─── Task material ───

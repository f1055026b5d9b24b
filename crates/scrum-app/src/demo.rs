//! Sprint walkthrough
//!
//! Drives one backlog item through the whole lifecycle:
//! backlog → commit → assign → finish → confirm.

use std::fmt;

use anyhow::{anyhow, Context};
use scrum_adapter::InMemoryStore;
use scrum_domain::{Scheduling, SprintItem};
use scrum_usecase::{BacklogService, SprintService, UserService};
use serde::Serialize;
use shared::ScrumConfig;
use tracing::info;

/// What the walkthrough ended with
#[derive(Debug, Clone, PartialEq, Eq, Serialize)]
#[serde(rename_all = "camelCase")]
pub struct DemoSummary {
    pub backlog_id: u64,
    pub sprint_id: u64,
    pub confirmed: bool,
    pub items: Vec<ItemSummary>,
}

#[derive(Debug, Clone, PartialEq, Eq, Serialize)]
#[serde(rename_all = "camelCase")]
pub struct ItemSummary {
    pub id: u64,
    pub title: String,
    pub description: String,
    pub assigned_user: Option<u64>,
    pub status: String,
}

impl From<&SprintItem> for ItemSummary {
    fn from(item: &SprintItem) -> Self {
        Self {
            id: item.id().value(),
            title: item.title().to_string(),
            description: item.description().to_string(),
            assigned_user: item.assigned_user().map(|u| u.value()),
            status: item.status().to_string(),
        }
    }
}

impl fmt::Display for DemoSummary {
    fn fmt(&self, f: &mut fmt::Formatter<'_>) -> fmt::Result {
        writeln!(
            f,
            "Sprint {} (backlog {}) - {}",
            self.sprint_id,
            self.backlog_id,
            if self.confirmed { "confirmed" } else { "open" }
        )?;
        for item in &self.items {
            let assignee = item
                .assigned_user
                .map(|u| format!("user {}", u))
                .unwrap_or_else(|| "unassigned".to_string());
            writeln!(
                f,
                "  #{} {} - {} [{}, {}]",
                item.id, item.title, item.description, assignee, item.status
            )?;
        }
        Ok(())
    }
}

pub fn run(config: &ScrumConfig) -> anyhow::Result<DemoSummary> {
    // ========================================
    // Dependency Injection - Wire up the system
    // ========================================

    // Adapters (could be swapped for SQLite, Postgres, etc.)
    let store = InMemoryStore::new();

    let mut backlogs = BacklogService::new(store.backlogs.clone(), store.backlog_items.clone());
    let mut users = UserService::new(store.users.clone());
    let mut sprints = SprintService::new(
        store.backlogs,
        store.backlog_items,
        store.sprints,
        store.sprint_items,
        store.users,
    )
    .with_policy(config.scheduling_policy());

    info!("📋 Filling the backlog...");
    let backlog = backlogs.create_backlog()?;
    backlogs.add_item("bug", "fix me", backlog.id())?;
    backlogs.add_item("feature", "build me", backlog.id())?;
    let items = backlogs.all_items(backlog.id())?;
    info!("   ✓ Backlog {} has {} items", backlog.id(), items.len());

    info!("🗓️  Scheduling a sprint ({} policy)...", sprints.policy());
    let sprint = match sprints.schedule_new_sprint(backlog.id())? {
        Scheduling::Scheduled(sprint) => sprint,
        Scheduling::Declined(reason) => return Err(anyhow!("Sprint was not scheduled: {}", reason)),
    };

    let first = items.first().context("Backlog is empty")?;
    let committed = sprints.commit_backlog_item_to_sprint(backlog.id(), first.id(), sprint.id())?;
    let origin = backlogs.item(backlog.id(), committed.origin())?;
    info!(
        "   ✓ Committed backlog item {} '{}' to sprint {}",
        origin.id(),
        origin.title(),
        sprint.id()
    );

    let developer = users.register_user(Some("developer".to_string()))?;
    sprints.assign_item_to_user(committed.id(), sprint.id(), developer.id())?;
    info!("   ✓ Assigned to user {}", developer.id());

    sprints.mark_item_as_finished(committed.id(), sprint.id())?;
    let sprint = sprints.confirm_sprint(sprint.id())?;
    info!("   ✓ Sprint {} confirmed", sprint.id());

    let items = sprints.all_sprint_items(sprint.id())?;
    Ok(DemoSummary {
        backlog_id: backlog.id().value(),
        sprint_id: sprint.id().value(),
        confirmed: sprint.is_confirmed(),
        items: items.iter().map(ItemSummary::from).collect(),
    })
}
//! Configuration types for the scrum board

use scrum_domain::SchedulingPolicy;
use serde::{Deserialize, Serialize};
use std::path::Path;

use crate::error::ConfigError;

/// Scheduling rule as written in the config file
#[derive(Debug, Clone, Copy, Default, PartialEq, Eq, Serialize, Deserialize)]
#[serde(rename_all = "camelCase")]
pub enum SchedulingPolicyConfig {
    /// Schedule whenever the backlog exists
    #[default]
    Unrestricted,
    /// At most one unconfirmed sprint per backlog
    SingleOpenSprint,
}

impl From<SchedulingPolicyConfig> for SchedulingPolicy {
    fn from(value: SchedulingPolicyConfig) -> Self {
        match value {
            SchedulingPolicyConfig::Unrestricted => SchedulingPolicy::Unrestricted,
            SchedulingPolicyConfig::SingleOpenSprint => SchedulingPolicy::SingleOpenSprint,
        }
    }
}

fn default_log_level() -> String {
    "info".to_string()
}

/// Board configuration (scrum.json / scrum.yaml)
#[derive(Debug, Clone, PartialEq, Eq, Serialize, Deserialize)]
#[serde(rename_all = "camelCase")]
pub struct ScrumConfig {
    /// Rule applied when scheduling a sprint
    #[serde(default)]
    pub scheduling_policy: SchedulingPolicyConfig,

    /// Default log filter when RUST_LOG is not set
    #[serde(default = "default_log_level")]
    pub log_level: String,
}

impl Default for ScrumConfig {
    fn default() -> Self {
        Self {
            scheduling_policy: SchedulingPolicyConfig::default(),
            log_level: default_log_level(),
        }
    }
}

impl ScrumConfig {
    /// Load configuration from a JSON or YAML file, picked by extension
    pub fn from_file(path: &Path) -> crate::Result<Self> {
        let extension = path
            .extension()
            .and_then(|e| e.to_str())
            .unwrap_or_default()
            .to_ascii_lowercase();

        let content = std::fs::read_to_string(path)?;
        let config: ScrumConfig = match extension.as_str() {
            "json" => serde_json::from_str(&content)?,
            "yaml" | "yml" => serde_yaml::from_str(&content)?,
            _ => return Err(ConfigError::UnsupportedFormat { extension }),
        };
        Ok(config)
    }

    /// The domain policy this config asks for
    pub fn scheduling_policy(&self) -> SchedulingPolicy {
        self.scheduling_policy.into()
    }
}

#[cfg(test)]
mod tests {
    use super::*;
    use std::io::Write;

    fn write_config(suffix: &str, content: &str) -> tempfile::NamedTempFile {
        let mut file = tempfile::Builder::new().suffix(suffix).tempfile().unwrap();
        file.write_all(content.as_bytes()).unwrap();
        file
    }

    #[test]
    fn test_config_parse() {
        let json = r#"{
            "schedulingPolicy": "singleOpenSprint",
            "logLevel": "debug"
        }"#;

        let config: ScrumConfig = serde_json::from_str(json).unwrap();
        assert_eq!(config.scheduling_policy(), SchedulingPolicy::SingleOpenSprint);
        assert_eq!(config.log_level, "debug");
    }

    #[test]
    fn test_missing_fields_use_defaults() {
        let config: ScrumConfig = serde_json::from_str("{}").unwrap();
        assert_eq!(config, ScrumConfig::default());
        assert_eq!(config.scheduling_policy(), SchedulingPolicy::Unrestricted);
        assert_eq!(config.log_level, "info");
    }

    #[test]
    fn test_from_json_file() {
        let file = write_config(".json", r#"{"schedulingPolicy": "unrestricted"}"#);

        let config = ScrumConfig::from_file(file.path()).unwrap();
        assert_eq!(config.scheduling_policy, SchedulingPolicyConfig::Unrestricted);
    }

    #[test]
    fn test_from_yaml_file() {
        let file = write_config(".yaml", "schedulingPolicy: singleOpenSprint\nlogLevel: warn\n");

        let config = ScrumConfig::from_file(file.path()).unwrap();
        assert_eq!(config.scheduling_policy, SchedulingPolicyConfig::SingleOpenSprint);
        assert_eq!(config.log_level, "warn");
    }

    #[test]
    fn test_unsupported_extension() {
        let file = write_config(".toml", "logLevel = 'info'");

        let err = ScrumConfig::from_file(file.path()).unwrap_err();
        assert!(matches!(err, ConfigError::UnsupportedFormat { extension } if extension == "toml"));
    }

    #[test]
    fn test_unknown_policy_is_rejected() {
        let file = write_config(".json", r#"{"schedulingPolicy": "sometimes"}"#);

        let err = ScrumConfig::from_file(file.path()).unwrap_err();
        assert!(matches!(err, ConfigError::Json(_)));
    }

    #[test]
    fn test_missing_file_is_io_error() {
        let err = ScrumConfig::from_file(Path::new("/nonexistent/scrum.json")).unwrap_err();
        assert!(matches!(err, ConfigError::Io(_)));
    }
}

───

Prompt: Scan the entries above for the word "anyhow", then copy every line in which it occurs.

Completed exercise:
use anyhow::{anyhow, Context};
pub fn run(config: &ScrumConfig) -> anyhow::Result<DemoSummary> {
        Scheduling::Declined(reason) => return Err(anyhow!("Sprint was not scheduled: {}", reason)),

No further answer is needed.